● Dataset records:
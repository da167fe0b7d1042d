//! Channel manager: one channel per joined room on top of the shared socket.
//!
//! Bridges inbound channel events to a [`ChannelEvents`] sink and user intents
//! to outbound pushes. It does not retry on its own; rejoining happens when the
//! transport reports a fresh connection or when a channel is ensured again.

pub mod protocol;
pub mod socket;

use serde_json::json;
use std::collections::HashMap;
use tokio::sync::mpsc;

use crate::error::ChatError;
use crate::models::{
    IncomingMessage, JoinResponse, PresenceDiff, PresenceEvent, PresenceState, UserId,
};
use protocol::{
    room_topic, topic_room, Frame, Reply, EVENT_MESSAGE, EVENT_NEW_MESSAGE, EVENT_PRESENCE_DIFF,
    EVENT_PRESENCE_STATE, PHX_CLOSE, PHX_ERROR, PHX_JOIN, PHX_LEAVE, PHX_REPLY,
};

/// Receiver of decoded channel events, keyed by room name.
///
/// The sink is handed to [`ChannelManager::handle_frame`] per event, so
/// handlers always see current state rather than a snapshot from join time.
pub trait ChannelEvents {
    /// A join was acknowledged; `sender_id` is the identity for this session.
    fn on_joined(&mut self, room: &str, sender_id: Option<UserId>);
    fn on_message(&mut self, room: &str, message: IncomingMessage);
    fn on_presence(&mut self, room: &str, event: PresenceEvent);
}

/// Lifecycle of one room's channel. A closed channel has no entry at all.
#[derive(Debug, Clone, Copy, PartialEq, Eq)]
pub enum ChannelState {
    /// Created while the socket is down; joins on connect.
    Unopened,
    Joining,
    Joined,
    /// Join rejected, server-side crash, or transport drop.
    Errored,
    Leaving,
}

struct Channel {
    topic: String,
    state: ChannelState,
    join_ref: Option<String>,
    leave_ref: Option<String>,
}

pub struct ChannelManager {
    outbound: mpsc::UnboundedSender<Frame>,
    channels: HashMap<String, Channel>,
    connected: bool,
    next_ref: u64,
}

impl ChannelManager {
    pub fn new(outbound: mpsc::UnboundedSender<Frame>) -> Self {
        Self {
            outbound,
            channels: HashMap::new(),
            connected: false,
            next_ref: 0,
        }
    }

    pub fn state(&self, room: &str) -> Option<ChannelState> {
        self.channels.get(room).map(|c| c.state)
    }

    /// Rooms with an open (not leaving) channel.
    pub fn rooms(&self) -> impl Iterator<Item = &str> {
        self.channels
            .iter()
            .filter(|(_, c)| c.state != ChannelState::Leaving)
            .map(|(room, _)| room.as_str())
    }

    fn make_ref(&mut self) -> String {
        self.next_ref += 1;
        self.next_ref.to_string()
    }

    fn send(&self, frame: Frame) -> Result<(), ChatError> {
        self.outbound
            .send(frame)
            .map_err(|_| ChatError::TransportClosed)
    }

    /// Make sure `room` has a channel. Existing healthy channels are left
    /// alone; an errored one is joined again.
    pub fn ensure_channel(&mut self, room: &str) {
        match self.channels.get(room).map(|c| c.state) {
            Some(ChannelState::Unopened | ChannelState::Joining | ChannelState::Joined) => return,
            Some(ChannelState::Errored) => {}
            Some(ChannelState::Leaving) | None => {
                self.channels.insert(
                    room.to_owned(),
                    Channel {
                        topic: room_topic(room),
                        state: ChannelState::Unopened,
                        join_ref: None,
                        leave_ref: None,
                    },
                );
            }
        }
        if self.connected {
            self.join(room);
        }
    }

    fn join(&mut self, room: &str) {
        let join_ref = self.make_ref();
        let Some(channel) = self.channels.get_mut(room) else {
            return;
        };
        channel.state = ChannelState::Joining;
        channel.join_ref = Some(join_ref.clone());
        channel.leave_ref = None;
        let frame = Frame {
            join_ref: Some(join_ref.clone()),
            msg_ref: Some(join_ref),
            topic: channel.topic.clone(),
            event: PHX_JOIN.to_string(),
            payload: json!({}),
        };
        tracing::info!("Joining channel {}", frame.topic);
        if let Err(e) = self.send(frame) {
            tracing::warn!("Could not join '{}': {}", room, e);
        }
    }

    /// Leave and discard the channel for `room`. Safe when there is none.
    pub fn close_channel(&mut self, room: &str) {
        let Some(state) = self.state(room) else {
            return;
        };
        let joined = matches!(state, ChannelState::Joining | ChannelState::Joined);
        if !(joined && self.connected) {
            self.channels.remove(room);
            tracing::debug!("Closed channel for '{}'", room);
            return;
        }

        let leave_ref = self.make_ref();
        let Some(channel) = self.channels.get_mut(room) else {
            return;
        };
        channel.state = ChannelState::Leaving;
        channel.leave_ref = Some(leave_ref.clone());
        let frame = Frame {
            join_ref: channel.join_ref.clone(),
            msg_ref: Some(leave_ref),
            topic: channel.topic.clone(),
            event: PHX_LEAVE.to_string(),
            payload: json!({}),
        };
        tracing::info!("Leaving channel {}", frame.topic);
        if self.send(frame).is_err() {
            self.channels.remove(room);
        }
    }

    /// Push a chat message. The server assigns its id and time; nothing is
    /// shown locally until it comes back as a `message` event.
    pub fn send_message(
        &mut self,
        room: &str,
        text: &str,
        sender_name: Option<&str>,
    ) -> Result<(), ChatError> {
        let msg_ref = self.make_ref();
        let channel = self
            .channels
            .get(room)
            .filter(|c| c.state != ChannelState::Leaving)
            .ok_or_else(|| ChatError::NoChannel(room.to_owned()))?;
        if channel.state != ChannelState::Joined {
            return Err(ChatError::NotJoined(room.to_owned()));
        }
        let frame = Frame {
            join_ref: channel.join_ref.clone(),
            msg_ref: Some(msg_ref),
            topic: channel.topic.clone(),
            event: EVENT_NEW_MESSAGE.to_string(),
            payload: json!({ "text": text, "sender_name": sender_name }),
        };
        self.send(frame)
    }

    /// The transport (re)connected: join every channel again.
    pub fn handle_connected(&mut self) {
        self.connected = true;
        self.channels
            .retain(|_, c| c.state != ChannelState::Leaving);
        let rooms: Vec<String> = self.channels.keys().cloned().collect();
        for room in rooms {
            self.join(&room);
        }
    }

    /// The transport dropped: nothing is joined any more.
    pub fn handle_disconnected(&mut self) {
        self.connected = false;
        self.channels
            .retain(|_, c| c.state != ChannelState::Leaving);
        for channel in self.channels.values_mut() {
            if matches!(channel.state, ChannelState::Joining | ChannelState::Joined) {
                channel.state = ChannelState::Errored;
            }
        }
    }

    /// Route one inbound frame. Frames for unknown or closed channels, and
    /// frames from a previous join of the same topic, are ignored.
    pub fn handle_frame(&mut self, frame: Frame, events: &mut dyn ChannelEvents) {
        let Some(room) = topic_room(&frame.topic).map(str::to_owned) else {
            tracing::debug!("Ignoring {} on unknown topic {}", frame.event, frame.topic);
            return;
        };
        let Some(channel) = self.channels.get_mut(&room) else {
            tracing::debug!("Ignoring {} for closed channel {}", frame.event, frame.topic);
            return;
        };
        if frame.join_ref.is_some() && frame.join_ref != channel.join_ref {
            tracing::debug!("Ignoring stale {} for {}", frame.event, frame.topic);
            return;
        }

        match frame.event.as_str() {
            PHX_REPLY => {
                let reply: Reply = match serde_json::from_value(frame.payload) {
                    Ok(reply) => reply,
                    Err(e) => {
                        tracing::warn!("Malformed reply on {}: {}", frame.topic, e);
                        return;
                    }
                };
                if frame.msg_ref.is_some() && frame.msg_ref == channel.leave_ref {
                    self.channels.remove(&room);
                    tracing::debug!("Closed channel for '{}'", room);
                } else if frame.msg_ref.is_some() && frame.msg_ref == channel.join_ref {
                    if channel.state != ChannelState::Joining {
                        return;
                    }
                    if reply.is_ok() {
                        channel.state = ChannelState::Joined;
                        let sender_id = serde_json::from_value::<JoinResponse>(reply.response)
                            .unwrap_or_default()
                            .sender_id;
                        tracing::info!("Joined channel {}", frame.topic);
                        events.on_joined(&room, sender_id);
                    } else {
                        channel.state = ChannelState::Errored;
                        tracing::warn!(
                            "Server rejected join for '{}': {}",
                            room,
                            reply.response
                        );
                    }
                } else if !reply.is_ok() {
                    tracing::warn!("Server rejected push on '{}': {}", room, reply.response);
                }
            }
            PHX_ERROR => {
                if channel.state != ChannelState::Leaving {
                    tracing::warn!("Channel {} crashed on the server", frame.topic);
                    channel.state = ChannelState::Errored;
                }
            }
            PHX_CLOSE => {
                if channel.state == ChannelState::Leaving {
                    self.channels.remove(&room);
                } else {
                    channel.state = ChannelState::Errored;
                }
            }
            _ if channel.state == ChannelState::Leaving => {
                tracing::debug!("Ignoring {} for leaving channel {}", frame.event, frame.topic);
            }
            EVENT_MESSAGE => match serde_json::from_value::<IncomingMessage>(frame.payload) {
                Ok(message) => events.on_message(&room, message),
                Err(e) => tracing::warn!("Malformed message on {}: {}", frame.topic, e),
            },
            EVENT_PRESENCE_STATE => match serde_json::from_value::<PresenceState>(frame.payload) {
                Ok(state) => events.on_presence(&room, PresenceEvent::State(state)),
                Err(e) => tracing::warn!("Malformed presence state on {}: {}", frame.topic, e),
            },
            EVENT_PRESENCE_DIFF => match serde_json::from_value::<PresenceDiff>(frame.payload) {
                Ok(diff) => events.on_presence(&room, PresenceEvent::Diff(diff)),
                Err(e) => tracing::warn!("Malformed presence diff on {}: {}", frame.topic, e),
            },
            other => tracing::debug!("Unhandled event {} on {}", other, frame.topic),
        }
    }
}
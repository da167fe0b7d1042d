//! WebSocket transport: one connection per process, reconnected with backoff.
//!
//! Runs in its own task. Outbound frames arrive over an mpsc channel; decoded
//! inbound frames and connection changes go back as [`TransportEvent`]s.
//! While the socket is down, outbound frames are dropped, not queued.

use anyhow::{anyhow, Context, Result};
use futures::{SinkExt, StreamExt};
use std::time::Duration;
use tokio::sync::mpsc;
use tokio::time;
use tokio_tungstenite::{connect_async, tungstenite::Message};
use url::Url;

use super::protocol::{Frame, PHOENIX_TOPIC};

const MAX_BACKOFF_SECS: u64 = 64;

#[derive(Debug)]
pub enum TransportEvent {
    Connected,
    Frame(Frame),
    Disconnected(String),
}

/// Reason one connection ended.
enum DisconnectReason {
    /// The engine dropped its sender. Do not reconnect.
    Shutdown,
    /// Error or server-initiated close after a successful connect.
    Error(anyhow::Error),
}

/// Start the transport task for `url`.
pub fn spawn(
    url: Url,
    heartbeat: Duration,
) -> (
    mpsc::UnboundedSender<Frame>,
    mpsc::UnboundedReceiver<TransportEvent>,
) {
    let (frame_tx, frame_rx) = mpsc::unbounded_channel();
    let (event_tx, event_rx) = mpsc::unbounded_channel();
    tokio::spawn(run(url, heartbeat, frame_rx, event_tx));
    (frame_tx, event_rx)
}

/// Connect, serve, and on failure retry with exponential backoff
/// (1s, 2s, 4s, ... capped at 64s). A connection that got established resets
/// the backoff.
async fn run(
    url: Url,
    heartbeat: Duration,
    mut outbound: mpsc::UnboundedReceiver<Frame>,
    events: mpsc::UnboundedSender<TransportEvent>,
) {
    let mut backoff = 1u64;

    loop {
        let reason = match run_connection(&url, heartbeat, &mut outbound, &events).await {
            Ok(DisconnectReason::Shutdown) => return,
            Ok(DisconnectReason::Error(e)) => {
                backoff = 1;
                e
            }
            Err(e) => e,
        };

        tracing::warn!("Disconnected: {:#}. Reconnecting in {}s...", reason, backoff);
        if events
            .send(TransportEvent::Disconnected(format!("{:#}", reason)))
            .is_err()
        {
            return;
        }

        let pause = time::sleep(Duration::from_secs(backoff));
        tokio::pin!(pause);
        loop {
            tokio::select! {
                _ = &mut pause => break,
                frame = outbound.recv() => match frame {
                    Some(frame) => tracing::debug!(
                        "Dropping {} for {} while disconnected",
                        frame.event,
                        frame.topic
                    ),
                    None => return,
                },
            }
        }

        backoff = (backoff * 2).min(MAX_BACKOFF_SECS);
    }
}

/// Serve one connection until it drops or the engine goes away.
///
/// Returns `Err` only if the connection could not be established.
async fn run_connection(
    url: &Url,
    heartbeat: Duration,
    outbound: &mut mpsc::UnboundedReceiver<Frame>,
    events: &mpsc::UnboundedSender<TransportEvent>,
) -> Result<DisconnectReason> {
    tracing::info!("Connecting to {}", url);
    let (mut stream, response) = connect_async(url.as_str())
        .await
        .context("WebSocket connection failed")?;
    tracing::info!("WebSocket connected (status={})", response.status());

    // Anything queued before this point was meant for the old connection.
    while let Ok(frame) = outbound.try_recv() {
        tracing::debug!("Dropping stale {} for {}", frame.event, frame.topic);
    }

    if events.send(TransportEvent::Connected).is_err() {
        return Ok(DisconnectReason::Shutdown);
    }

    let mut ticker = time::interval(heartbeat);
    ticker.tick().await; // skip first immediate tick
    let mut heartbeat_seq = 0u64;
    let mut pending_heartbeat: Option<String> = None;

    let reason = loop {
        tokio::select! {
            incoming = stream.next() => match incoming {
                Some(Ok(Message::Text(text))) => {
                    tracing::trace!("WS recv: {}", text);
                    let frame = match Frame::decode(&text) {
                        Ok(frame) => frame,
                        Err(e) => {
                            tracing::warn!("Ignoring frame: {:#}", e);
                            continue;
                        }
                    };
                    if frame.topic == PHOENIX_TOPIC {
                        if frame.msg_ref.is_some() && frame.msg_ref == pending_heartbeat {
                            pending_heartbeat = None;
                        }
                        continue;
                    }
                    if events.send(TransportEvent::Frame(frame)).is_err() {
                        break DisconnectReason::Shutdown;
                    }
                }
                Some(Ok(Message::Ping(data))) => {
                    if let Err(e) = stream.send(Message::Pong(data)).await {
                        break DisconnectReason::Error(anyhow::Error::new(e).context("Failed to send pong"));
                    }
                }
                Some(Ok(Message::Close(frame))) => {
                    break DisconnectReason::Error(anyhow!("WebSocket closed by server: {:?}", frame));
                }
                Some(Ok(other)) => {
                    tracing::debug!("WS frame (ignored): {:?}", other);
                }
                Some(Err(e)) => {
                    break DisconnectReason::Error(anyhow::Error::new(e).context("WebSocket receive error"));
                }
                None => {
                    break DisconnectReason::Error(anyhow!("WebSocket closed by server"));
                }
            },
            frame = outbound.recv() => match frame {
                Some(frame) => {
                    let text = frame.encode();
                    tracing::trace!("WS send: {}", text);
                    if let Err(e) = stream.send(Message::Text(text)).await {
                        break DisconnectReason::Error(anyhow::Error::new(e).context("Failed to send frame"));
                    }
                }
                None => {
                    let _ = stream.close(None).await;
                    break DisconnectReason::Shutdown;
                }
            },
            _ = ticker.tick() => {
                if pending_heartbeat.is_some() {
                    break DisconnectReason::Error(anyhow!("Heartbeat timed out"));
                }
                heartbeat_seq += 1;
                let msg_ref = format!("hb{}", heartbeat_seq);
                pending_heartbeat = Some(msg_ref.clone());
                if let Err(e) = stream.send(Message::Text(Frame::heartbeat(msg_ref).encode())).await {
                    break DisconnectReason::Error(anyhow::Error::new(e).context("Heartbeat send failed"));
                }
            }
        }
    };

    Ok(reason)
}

● Task description:
Reproduce the entries exactly, starting at their first line and stopping after the line with "from join time.".

● Solution to the problem:
repository da167fe0b7d1042d
//! Channel manager: one channel per joined room on top of the shared socket.
//!
//! Bridges inbound channel events to a [`ChannelEvents`] sink and user intents
//! to outbound pushes. It does not retry on its own; rejoining happens when the
//! transport reports a fresh connection or when a channel is ensured again.

pub mod protocol;
pub mod socket;

use serde_json::json;
use std::collections::HashMap;
use tokio::sync::mpsc;

use crate::error::ChatError;
use crate::models::{
    IncomingMessage, JoinResponse, PresenceDiff, PresenceEvent, PresenceState, UserId,
};
use protocol::{
    room_topic, topic_room, Frame, Reply, EVENT_MESSAGE, EVENT_NEW_MESSAGE, EVENT_PRESENCE_DIFF,
    EVENT_PRESENCE_STATE, PHX_CLOSE, PHX_ERROR, PHX_JOIN, PHX_LEAVE, PHX_REPLY,
};

/// Receiver of decoded channel events, keyed by room name.
///
/// The sink is handed to [`ChannelManager::handle_frame`] per event, so
/// handlers always see current state rather than a snapshot from join time.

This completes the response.